Competitors who are systematically addressing tech debt and building AI literacy will pull ahead, and the gap compounds quickly. They'll be the ones capturing that 3x revenue advantage: innovating faster, serving customers more effectively, and operating with tighter margins than you can match.

Beyond the competitive disadvantage, the operational risk is real. An AI system built on poor foundations is fragile, prone to errors, security vulnerabilities, and integration failures. Add the growing regulatory focus on AI transparency and accountability, and businesses running opaque AI on legacy infrastructure face both operational and legal exposure that didn't exist five years ago.

Ignoring tech debt and the AI confidence gap isn't a passive choice to miss out on growth. It's an active choice to increase fragility at exactly the moment that AI-native competitors are building resilience.
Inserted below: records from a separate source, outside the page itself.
use crate::{create_router, AppState, LoginThrottle};
use chrono::Utc;
use std::net::{IpAddr, SocketAddr};
use std::sync::Arc;
use std::time::Duration;
use tokio::signal;
use tracing::{debug, error, info};
use tutorhub_core::{Result, Settings, TutorHubError};
use tutorhub_store::Database;

pub struct Server {
    state: AppState,
    addr: SocketAddr,
}

impl Server {
    pub fn new(settings: Settings) -> Result<Self> {
        let ip: IpAddr = settings.server.host.parse().map_err(|e| {
            TutorHubError::InvalidOperation(format!(
                "invalid server.host {:?}: {}",
                settings.server.host, e
            ))
        })?;
        let addr = SocketAddr::new(ip, settings.server.port);
        let state = AppState::new(settings)?;
        Ok(Self { state, addr })
    }

    pub fn from_state(state: AppState, addr: SocketAddr) -> Self {
        Self { state, addr }
    }

    pub fn state(&self) -> &AppState {
        &self.state
    }

    pub async fn run(self) -> Result<()> {
        spawn_reset_purger(
            self.state.db.clone(),
            Duration::from_secs(self.state.settings.password_reset.purge_interval_secs),
        );
        spawn_throttle_pruner(
            self.state.throttle.clone(),
            Duration::from_secs(self.state.settings.security.throttle_prune_interval_secs),
        );
        let router = create_router(self.state.clone());

        let listener = {
            let socket = if self.addr.is_ipv6() {
                tokio::net::TcpSocket::new_v6()
            } else {
                tokio::net::TcpSocket::new_v4()
            }?;

            // Rebind quickly across restarts.
            let _ = socket.set_reuseaddr(true);
            let _ = socket.set_keepalive(true);

            socket.bind(self.addr)?;
            socket.listen(1024)?
        };

        info!(
            storage = self.state.db.backend_name(),
            env = %self.state.settings.env,
            "TutorHub API listening on http://{}",
            self.addr
        );
        info!("  GET  /health");
        info!("  /api/users/ /api/students/ /api/tutors/ /api/login/ /api/password-reset/");
        info!("  /api/forum/questions/ /api/forum/answers/ /api/forum/comments/ /api/forum/votes/");

        axum::serve(listener, router)
            .with_graceful_shutdown(shutdown_signal())
            .await?;

        info!("server stopped");
        Ok(())
    }
}

/// Deletes expired password-reset tokens every `interval`.
pub fn spawn_reset_purger(db: Arc<Database>, interval: Duration) -> tokio::task::JoinHandle<()> {
    tokio::spawn(async move {
        let mut ticker = tokio::time::interval(interval.max(Duration::from_secs(1)));
        // The first tick fires immediately.
        ticker.tick().await;
        loop {
            ticker.tick().await;
            match db.delete_expired_password_resets(Utc::now()) {
                Ok(0) => debug!("no expired password resets"),
                Ok(purged) => info!(purged, "purged expired password resets"),
                Err(e) => error!(error = %e, "password reset purge failed"),
            }
        }
    })
}

/// Forgets idle login-throttle keys every `interval`.
pub fn spawn_throttle_pruner(
    throttle: Arc<LoginThrottle>,
    interval: Duration,
) -> tokio::task::JoinHandle<()> {
    tokio::spawn(async move {
        let mut ticker = tokio::time::interval(interval.max(Duration::from_secs(1)));
        ticker.tick().await;
        loop {
            ticker.tick().await;
            throttle.prune();
        }
    })
}

async fn shutdown_signal() {
    let ctrl_c = async {
        if let Err(e) = signal::ctrl_c().await {
            error!(error = %e, "failed to install Ctrl+C handler");
            std::future::pending::<()>().await;
        }
    };

    #[cfg(unix)]
    let terminate = async {
        match signal::unix::signal(signal::unix::SignalKind::terminate()) {
            Ok(mut stream) => {
                stream.recv().await;
            }
            Err(e) => {
                error!(error = %e, "failed to install SIGTERM handler");
                std::future::pending::<()>().await;
            }
        }
    };

    #[cfg(not(unix))]
    let terminate = std::future::pending::<()>();

    tokio::select! {
        _ = ctrl_c => {
            info!("Received Ctrl+C, shutting down gracefully");
        },
        _ = terminate => {
            info!("Received SIGTERM, shutting down gracefully");
        },
    }
}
What is the right strategic approach?

The answer isn't to spend more on AI. It's a disciplined, two-pronged strategy: eliminate tech debt, and cultivate genuine AI literacy. Here's the sequence:

1. Audit and prioritise your tech debt Conduct a thorough review of your existing IT infrastructure and software. Identify where the debt is concentrated, focus on systems that are critical to operations and those that will directly affect your ability to integrate AI. Prioritise modernising core systems, improving data hygiene, and streamlining your software stack.

2. Build genuine AI literacy across the organisation This is not just for the tech team. Management and operational staff need a foundational understanding of what AI is, how it works, its capabilities, and its limits. You don't need everyone to be a data scientist, but everyone needs to be able to use AI confidently, interrogate its outputs, and flag when something looks wrong.
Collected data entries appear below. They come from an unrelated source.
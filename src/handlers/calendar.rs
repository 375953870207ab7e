use std::sync::Arc;

use axum::extract::{Query, State};
use axum::http::HeaderMap;
use axum::Json;
use chrono::{Duration, NaiveDate};
use serde::{Deserialize, Serialize};

use crate::config::BusinessHours;
use crate::db::queries::{self, AppointmentFilter};
use crate::errors::AppError;
use crate::handlers::check_auth;
use crate::models::TimeOfDay;
use crate::services::calendar::{week_grid, week_start_of, WeekGrid};
use crate::state::AppState;

// GET /api/calendar/week
#[derive(Deserialize)]
#[serde(rename_all = "camelCase")]
pub struct WeekQuery {
    pub start: Option<NaiveDate>,
    pub barber_id: Option<String>,
}

pub async fn week(
    State(state): State<Arc<AppState>>,
    headers: HeaderMap,
    Query(query): Query<WeekQuery>,
) -> Result<Json<WeekGrid>, AppError> {
    check_auth(&headers, &state.config.admin_token)?;

    let now = state.clock.now();
    let week_start = week_start_of(query.start.unwrap_or(now.date()));
    let filter = AppointmentFilter {
        from: Some(week_start),
        to: Some(week_start + Duration::days(6)),
        barber_id: query.barber_id,
        ..Default::default()
    };

    let appointments: Vec<_> = {
        let db = state.conn()?;
        queries::list_appointments(&db, &filter)?
    }
    .into_iter()
    .map(|details| details.appointment)
    .collect();

    Ok(Json(week_grid(&state.config.hours, week_start, now, &appointments)))
}

// GET /api/calendar/slots
#[derive(Serialize)]
pub struct SlotsResponse {
    hours: BusinessHours,
    slots: Vec<TimeOfDay>,
}

pub async fn slots(
    State(state): State<Arc<AppState>>,
    headers: HeaderMap,
) -> Result<Json<SlotsResponse>, AppError> {
    check_auth(&headers, &state.config.admin_token)?;

    Ok(Json(SlotsResponse {
        hours: state.config.hours,
        slots: state.config.hours.slots(),
    }))
}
3. Start small, think big Don't attempt an enterprise-wide AI implementation overnight. Identify specific pain points where AI can deliver immediate, measurable value. Run pilot projects, define success metrics before you start, learn from the results, then scale. This iterative approach builds confidence and surfaces problems before they become expensive.

4. Invest in data quality and governance AI is only as good as the data it's fed. Poor data quality is not a problem you fix downstream, it has to be addressed at the source. Robust data governance, clean, accurate, accessible data, is a non-negotiable prerequisite for any AI implementation worth running.
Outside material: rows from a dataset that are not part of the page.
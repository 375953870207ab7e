use chrono::NaiveDate;
use serde::Serialize;

#[derive(Clone, Copy, Debug, Serialize, PartialEq, Eq)]
#[serde(rename_all = "snake_case")]
pub enum AppointmentEventKind {
    Created,
    Updated,
    Moved,
    Cancelled,
    Completed,
    Deleted,
}

/// Change notification pushed to calendar subscribers so they refetch.
#[derive(Clone, Debug, Serialize)]
#[serde(rename_all = "camelCase")]
pub struct AppointmentEvent {
    pub kind: AppointmentEventKind,
    pub appointment_id: String,
    pub barber_id: String,
    pub appointment_date: NaiveDate,
}
impl DropOutcome {
    pub fn is_accepted(&self) -> bool {
        matches!(self, DropOutcome::Accepted(_))
    }
}

pub struct DragSession {
    state: DragState,
    snapshot: Vec<Appointment>,
}

impl DragSession {
    /// `snapshot` is the set of appointments currently loaded in the grid.
    pub fn new(snapshot: Vec<Appointment>) -> Self {
        Self {
            state: DragState::Idle,
            snapshot,
        }
    }

    pub fn state(&self) -> &DragState {
        &self.state
    }

    pub fn snapshot(&self) -> &[Appointment] {
        &self.snapshot
    }

    /// Captures an appointment. Starting a new drag replaces any previous one.
    pub fn begin(&mut self, appointment: Appointment, duration_minutes: u32) {
        tracing::debug!(appointment_id = %appointment.id, "drag started");
        self.state = DragState::Dragging(DraggedAppointment {
            appointment,
            duration_minutes,
        });
    }

    /// Tracks the slot under the pointer. Ignored when nothing is dragged.
    pub fn hover(&mut self, date: NaiveDate, start: TimeOfDay) -> bool {
        let dragged = match std::mem::replace(&mut self.state, DragState::Idle) {
            DragState::Idle => return false,
            DragState::Dragging(dragged) => dragged,
            DragState::Hovering { dragged, .. } => dragged,
        };
        self.state = DragState::Hovering {
            dragged,
            date,
            start,
        };
        true
    }

    pub fn abandon(&mut self) {
        self.state = DragState::Idle;
    }

    /// Validates and persists the hovered move. The session is idle afterwards
    /// whatever the outcome.
    pub async fn drop<S: AppointmentStore + ?Sized>(
        &mut self,
        ctx: &SchedulingContext,
        store: &S,
    ) -> DropOutcome {
        let (dragged, date, start) = match std::mem::replace(&mut self.state, DragState::Idle) {
            DragState::Hovering {
                dragged,
                date,
                start,
            } => (dragged, date, start),
            DragState::Dragging(dragged) => {
                tracing::debug!(appointment_id = %dragged.appointment.id, "dropped outside the grid");
                return DropOutcome::Rejected(AppError::Validation(
                    "nenhum horário selecionado".to_string(),
                ));
            }
            DragState::Idle => {
                return DropOutcome::Rejected(AppError::Validation(
                    "nenhum agendamento sendo arrastado".to_string(),
                ));
            }
        };

        if !dragged.appointment.is_active() {
            return DropOutcome::Rejected(AppError::Validation(
                "agendamentos cancelados não podem ser remarcados".to_string(),
            ));
        }

        let moved = match plan_move(
            ctx,
            &dragged.appointment,
            dragged.duration_minutes,
            date,
            start,
            &self.snapshot,
        ) {
            Ok(moved) => moved,
            Err(reason) => {
                tracing::info!(
                    appointment_id = %dragged.appointment.id,
                    reason = reason.kind(),
                    "move rejected"
                );
                return DropOutcome::Rejected(reason.into());
            }
        };

        match store.update_appointment(&moved).await {
            Ok(stored) => {
                tracing::info!(
                    appointment_id = %stored.id,
                    date = %stored.appointment_date,
                    start = %stored.start_time,
                    end = %stored.end_time,
                    "appointment moved"
                );
                DropOutcome::Accepted(stored)
            }
            Err(e) => {
                tracing::warn!(appointment_id = %moved.id, error = %e, "failed to persist move");
                DropOutcome::Rejected(e)
            }
        }
    }
}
5. Bring in external expertise where needed If internal resources are stretched, engage AI consultants to assess your current state, develop a strategic roadmap, and guide implementation. The cost of getting external expertise is almost always lower than the cost of getting it wrong internally.

Is this an IT problem or a business problem?

It is squarely a business problem. Tech debt isn't a cost centre issue to be absorbed quietly by the CTO, it directly limits revenue growth, slows innovation, and makes AI investments underperform. The IDC research makes this financially explicit in a way that removes ambiguity: this is a strategic business decision, not a technical housekeeping task.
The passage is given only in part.